- ABOUT THIS EXERCISE
Which lines of the entries hold the string "path"? Copy each one.

BEGIN

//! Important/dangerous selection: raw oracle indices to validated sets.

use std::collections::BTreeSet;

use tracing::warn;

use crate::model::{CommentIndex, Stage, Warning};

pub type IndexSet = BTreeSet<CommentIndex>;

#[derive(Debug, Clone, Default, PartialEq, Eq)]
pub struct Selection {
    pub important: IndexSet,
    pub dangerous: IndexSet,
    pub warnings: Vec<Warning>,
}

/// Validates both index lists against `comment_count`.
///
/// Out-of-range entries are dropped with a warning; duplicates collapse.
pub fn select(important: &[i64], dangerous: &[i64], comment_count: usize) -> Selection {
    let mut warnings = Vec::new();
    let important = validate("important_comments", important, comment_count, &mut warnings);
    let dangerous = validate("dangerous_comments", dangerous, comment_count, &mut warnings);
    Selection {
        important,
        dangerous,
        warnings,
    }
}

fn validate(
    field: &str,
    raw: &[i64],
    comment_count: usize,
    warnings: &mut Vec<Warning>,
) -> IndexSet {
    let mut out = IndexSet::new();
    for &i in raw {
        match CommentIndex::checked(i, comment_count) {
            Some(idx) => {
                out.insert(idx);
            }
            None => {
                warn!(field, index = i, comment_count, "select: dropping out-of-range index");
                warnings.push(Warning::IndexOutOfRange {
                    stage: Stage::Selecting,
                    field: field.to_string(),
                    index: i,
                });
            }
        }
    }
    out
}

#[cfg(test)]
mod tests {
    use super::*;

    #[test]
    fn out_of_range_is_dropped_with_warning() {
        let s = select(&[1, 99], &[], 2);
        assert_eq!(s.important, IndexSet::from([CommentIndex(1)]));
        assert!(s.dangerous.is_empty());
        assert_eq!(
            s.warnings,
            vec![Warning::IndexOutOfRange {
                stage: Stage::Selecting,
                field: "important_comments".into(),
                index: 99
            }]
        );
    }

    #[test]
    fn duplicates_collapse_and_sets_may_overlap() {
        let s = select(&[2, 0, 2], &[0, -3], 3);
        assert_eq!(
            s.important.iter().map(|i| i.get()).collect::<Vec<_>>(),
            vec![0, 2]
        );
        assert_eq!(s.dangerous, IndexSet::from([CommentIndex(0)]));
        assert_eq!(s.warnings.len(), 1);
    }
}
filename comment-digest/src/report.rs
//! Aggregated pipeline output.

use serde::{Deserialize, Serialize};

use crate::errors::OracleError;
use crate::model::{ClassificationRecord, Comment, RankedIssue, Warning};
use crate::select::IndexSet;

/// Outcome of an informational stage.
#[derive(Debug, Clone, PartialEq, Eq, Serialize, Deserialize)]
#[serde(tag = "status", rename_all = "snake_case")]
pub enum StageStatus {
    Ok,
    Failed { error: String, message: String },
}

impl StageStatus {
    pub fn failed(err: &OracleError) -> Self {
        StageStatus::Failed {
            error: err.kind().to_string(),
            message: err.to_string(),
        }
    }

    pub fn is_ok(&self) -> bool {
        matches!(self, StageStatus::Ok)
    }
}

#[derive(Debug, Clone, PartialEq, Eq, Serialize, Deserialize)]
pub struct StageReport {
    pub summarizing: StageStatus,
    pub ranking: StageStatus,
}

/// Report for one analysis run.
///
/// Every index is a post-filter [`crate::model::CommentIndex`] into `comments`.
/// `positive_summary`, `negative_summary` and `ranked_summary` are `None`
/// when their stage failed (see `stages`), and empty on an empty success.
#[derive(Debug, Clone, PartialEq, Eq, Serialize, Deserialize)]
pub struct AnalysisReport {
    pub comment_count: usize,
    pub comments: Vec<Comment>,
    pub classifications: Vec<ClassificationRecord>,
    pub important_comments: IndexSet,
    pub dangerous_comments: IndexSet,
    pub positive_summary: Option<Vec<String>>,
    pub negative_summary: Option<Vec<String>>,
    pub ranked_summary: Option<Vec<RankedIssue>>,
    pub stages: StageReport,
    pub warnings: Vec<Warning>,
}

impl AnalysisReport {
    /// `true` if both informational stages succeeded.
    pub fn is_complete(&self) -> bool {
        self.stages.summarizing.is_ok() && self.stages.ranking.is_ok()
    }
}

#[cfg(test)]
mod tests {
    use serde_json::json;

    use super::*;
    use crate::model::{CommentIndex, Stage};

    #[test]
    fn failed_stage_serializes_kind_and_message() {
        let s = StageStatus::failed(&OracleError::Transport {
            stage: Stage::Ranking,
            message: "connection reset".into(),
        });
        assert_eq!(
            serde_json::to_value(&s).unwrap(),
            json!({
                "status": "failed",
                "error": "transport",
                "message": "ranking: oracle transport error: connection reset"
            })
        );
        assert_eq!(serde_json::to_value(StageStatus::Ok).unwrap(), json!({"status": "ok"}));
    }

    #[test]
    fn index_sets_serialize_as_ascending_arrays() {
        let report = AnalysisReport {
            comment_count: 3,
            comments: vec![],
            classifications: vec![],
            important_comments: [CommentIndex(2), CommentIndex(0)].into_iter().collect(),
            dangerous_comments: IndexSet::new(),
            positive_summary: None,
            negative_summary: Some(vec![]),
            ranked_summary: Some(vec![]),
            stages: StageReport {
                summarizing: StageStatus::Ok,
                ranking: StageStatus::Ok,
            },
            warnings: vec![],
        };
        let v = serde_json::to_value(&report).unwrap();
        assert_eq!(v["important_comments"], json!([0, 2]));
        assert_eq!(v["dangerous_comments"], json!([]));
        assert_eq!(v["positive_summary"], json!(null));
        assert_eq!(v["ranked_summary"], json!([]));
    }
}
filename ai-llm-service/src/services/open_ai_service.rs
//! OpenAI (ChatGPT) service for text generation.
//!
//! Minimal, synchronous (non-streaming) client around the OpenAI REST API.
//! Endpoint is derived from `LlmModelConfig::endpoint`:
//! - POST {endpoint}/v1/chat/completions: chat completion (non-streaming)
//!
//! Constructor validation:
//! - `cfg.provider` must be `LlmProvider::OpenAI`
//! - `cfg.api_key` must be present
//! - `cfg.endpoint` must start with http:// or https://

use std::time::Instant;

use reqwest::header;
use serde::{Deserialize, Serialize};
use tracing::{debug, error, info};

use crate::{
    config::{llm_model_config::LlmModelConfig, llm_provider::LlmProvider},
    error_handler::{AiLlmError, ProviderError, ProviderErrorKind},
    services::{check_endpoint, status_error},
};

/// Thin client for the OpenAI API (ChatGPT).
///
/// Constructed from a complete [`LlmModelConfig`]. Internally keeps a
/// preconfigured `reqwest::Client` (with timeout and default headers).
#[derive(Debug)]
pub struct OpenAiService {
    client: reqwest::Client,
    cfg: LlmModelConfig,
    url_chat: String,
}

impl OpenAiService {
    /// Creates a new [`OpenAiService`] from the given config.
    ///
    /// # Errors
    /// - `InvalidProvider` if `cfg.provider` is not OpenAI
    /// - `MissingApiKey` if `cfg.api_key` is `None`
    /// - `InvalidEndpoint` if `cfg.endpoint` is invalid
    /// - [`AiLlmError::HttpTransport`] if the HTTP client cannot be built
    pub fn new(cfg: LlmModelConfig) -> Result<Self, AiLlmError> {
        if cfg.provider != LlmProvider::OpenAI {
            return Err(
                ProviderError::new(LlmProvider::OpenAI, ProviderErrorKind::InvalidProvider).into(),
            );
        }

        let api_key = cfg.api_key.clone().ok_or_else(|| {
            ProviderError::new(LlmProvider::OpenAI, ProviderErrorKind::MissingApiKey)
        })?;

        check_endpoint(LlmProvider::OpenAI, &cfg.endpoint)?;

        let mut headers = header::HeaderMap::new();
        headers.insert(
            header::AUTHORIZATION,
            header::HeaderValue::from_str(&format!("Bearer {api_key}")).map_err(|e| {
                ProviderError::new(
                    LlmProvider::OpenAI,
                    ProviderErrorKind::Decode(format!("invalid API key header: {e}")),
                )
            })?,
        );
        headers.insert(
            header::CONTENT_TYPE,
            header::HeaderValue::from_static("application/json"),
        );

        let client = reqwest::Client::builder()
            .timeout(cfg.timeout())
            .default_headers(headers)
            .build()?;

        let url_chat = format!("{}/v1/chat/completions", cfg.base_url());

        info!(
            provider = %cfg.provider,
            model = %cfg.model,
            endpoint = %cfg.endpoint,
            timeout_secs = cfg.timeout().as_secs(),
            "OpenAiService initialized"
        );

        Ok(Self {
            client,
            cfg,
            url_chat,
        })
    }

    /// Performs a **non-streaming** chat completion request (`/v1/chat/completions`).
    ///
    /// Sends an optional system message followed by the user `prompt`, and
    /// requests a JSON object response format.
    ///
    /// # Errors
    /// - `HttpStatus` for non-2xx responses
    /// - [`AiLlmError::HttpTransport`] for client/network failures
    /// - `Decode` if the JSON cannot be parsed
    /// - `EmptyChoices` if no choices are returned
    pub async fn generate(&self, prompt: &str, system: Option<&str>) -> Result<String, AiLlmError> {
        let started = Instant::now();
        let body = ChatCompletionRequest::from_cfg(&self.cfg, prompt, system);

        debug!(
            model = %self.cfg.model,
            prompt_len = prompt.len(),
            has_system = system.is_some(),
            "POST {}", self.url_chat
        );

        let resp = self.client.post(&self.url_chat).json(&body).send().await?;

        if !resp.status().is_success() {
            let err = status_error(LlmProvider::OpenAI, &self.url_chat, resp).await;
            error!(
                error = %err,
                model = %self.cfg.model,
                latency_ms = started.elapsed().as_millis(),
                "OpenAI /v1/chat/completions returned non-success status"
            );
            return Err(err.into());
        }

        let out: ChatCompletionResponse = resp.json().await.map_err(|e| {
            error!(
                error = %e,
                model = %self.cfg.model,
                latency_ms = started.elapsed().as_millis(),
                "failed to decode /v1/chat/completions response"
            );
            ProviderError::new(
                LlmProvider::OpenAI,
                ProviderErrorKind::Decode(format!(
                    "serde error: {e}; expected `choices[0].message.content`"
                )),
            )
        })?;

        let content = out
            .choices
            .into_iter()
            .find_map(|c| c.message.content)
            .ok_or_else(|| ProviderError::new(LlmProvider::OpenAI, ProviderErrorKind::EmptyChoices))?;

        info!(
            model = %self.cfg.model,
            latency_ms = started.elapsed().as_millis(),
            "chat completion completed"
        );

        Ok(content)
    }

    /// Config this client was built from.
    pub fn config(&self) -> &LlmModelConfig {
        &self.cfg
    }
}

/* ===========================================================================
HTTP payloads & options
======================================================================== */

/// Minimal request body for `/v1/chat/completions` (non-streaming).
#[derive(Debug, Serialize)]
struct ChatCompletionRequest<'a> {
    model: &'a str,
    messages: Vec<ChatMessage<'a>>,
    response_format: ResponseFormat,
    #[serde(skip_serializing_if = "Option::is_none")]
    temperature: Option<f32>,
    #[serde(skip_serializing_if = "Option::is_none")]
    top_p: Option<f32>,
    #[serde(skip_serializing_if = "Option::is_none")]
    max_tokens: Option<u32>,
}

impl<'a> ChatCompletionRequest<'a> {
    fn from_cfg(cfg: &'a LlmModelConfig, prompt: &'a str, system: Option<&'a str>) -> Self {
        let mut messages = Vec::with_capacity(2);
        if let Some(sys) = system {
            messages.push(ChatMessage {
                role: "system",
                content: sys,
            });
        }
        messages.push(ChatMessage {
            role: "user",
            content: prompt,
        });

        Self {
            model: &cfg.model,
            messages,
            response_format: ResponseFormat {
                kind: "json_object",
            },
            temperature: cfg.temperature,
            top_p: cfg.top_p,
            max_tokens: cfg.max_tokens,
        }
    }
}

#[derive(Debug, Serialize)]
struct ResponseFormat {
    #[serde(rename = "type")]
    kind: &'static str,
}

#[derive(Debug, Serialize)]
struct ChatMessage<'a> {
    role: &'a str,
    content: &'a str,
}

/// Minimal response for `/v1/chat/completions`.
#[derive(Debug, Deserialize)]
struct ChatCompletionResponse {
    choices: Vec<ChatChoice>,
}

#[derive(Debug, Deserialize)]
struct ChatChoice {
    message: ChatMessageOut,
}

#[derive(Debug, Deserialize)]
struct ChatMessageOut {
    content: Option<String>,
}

END
BEGIN

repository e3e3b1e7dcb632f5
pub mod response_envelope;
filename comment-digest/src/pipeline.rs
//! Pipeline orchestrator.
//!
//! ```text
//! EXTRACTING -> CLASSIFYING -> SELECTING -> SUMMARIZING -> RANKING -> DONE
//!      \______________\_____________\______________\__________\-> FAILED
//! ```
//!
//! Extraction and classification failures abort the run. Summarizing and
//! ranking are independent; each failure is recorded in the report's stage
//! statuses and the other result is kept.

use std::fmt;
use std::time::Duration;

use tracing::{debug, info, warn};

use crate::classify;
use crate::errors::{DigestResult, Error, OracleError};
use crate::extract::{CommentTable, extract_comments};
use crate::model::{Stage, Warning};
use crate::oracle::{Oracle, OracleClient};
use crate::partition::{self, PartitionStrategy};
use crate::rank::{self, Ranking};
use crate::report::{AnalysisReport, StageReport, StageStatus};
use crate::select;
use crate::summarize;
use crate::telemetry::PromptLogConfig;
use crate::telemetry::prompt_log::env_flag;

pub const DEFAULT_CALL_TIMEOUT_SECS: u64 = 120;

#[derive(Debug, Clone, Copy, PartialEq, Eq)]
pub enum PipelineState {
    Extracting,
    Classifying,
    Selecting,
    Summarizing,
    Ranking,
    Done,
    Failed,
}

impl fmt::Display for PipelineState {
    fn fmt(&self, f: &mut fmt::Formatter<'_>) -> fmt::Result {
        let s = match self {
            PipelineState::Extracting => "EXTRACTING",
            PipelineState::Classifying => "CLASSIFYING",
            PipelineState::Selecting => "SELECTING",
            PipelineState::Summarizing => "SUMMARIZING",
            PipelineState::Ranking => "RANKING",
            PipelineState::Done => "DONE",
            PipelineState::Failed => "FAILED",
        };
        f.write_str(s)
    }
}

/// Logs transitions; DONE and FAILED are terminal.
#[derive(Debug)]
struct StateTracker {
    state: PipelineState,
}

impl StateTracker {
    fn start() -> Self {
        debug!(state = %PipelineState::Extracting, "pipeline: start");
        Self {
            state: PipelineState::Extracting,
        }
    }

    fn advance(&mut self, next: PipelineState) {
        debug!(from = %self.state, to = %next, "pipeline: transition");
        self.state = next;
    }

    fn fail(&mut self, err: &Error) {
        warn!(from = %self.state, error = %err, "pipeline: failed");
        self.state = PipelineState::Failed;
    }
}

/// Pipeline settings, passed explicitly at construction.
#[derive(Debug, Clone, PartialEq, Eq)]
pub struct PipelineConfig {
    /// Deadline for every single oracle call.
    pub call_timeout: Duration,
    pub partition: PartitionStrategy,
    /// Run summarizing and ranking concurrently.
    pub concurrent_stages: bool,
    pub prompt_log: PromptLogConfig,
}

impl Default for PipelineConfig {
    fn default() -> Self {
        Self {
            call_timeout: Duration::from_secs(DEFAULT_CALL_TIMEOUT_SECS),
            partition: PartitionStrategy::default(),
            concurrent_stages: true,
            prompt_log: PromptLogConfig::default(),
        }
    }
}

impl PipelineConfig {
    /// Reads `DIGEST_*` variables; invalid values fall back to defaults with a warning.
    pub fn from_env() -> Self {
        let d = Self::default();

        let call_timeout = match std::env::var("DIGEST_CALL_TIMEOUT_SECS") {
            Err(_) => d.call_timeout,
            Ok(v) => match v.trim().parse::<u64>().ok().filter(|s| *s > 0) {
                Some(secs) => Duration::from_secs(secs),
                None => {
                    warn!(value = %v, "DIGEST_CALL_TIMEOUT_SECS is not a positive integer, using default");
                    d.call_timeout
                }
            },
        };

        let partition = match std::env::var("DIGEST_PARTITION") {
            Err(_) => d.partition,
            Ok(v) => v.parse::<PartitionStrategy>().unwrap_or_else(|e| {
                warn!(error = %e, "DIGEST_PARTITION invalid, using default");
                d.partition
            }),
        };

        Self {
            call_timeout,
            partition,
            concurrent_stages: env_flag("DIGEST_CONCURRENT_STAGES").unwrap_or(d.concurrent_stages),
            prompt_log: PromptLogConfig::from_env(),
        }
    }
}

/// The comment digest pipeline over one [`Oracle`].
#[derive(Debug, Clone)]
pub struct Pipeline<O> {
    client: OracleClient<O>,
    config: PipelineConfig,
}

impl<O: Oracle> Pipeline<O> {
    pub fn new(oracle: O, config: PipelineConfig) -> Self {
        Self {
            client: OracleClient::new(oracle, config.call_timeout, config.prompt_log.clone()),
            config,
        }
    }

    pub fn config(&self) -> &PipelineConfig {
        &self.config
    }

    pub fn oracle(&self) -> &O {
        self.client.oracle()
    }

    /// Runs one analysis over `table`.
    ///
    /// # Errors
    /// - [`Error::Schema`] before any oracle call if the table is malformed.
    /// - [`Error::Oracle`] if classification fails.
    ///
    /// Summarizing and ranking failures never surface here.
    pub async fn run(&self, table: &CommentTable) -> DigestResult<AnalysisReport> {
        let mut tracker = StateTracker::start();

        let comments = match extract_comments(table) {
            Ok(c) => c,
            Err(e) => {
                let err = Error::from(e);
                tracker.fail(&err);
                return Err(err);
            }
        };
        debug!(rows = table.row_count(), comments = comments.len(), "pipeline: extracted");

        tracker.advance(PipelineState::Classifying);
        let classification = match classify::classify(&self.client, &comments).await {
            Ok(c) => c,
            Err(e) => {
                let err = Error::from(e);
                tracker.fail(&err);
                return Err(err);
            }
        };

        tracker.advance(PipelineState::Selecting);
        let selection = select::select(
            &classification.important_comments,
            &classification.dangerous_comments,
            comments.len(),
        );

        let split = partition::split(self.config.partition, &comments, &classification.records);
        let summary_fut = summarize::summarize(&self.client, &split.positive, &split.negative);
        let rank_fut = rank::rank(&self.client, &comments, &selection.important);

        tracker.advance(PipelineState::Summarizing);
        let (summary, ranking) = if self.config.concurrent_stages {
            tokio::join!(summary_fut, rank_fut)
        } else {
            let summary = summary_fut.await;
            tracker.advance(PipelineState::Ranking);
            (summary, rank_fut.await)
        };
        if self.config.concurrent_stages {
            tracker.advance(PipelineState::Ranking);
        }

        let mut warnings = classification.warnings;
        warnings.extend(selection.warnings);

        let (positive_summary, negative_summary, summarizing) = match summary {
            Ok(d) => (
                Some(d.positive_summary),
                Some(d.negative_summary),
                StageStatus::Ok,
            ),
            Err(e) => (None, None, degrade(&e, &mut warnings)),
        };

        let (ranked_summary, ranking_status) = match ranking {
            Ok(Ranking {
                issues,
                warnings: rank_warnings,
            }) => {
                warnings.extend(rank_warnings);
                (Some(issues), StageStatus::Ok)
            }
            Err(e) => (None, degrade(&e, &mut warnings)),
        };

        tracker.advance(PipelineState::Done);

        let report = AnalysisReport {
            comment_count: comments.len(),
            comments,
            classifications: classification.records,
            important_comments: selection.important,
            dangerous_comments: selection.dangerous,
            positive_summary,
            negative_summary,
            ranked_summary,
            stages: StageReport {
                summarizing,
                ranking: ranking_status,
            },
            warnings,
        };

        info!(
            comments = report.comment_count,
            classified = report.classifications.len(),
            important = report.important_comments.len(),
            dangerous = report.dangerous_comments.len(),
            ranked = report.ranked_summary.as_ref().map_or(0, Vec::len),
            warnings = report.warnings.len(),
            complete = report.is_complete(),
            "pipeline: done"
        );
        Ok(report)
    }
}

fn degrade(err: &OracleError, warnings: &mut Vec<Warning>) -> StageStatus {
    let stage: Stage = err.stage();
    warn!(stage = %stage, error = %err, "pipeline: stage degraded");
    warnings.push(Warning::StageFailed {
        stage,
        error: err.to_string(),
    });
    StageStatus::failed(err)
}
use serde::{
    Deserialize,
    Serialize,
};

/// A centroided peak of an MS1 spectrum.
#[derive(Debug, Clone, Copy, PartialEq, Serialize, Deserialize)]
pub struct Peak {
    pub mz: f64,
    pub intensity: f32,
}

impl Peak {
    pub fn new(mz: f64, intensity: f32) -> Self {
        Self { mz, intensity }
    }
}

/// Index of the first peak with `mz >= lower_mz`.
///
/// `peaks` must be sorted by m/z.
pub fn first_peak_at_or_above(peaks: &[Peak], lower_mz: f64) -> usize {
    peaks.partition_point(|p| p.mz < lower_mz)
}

END
BEGIN

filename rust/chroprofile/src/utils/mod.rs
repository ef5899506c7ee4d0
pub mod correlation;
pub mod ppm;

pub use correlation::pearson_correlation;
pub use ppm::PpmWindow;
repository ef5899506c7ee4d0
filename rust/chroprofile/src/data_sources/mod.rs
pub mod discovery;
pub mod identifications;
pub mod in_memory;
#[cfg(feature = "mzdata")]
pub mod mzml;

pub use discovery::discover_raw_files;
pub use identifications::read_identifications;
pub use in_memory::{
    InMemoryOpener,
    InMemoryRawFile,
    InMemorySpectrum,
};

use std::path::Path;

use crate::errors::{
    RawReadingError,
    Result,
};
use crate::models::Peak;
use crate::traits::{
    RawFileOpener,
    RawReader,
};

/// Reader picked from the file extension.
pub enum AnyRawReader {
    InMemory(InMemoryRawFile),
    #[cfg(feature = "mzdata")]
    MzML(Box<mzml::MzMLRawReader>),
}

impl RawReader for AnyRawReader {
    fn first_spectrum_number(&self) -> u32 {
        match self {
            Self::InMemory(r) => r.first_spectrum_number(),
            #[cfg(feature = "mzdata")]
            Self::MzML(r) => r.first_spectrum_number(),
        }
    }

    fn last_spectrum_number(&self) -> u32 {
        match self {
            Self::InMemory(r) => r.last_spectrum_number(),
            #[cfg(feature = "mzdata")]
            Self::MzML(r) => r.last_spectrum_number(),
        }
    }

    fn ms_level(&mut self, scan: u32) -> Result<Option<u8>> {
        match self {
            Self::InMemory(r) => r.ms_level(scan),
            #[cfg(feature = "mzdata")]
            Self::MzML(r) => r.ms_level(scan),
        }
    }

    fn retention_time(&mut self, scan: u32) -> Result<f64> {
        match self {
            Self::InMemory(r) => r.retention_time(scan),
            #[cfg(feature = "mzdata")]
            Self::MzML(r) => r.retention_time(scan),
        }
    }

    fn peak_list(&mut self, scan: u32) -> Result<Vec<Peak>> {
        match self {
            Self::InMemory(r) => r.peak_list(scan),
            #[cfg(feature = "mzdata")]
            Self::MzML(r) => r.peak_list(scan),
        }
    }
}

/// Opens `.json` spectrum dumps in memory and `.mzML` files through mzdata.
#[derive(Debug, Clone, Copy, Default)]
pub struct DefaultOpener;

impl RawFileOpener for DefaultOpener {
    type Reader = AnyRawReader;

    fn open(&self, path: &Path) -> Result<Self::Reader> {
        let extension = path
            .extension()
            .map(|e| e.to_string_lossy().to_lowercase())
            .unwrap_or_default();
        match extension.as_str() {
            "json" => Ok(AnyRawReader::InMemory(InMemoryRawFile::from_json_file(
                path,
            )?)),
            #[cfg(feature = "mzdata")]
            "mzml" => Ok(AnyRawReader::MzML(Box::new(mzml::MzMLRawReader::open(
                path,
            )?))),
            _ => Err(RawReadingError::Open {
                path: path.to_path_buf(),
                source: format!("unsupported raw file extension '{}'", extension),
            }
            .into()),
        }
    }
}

END

- EXPECTED ANSWER
use std::path::Path;
    fn open(&self, path: &Path) -> Result<Self::Reader> {
        let extension = path
                path,
                path,
                path: path.to_path_buf(),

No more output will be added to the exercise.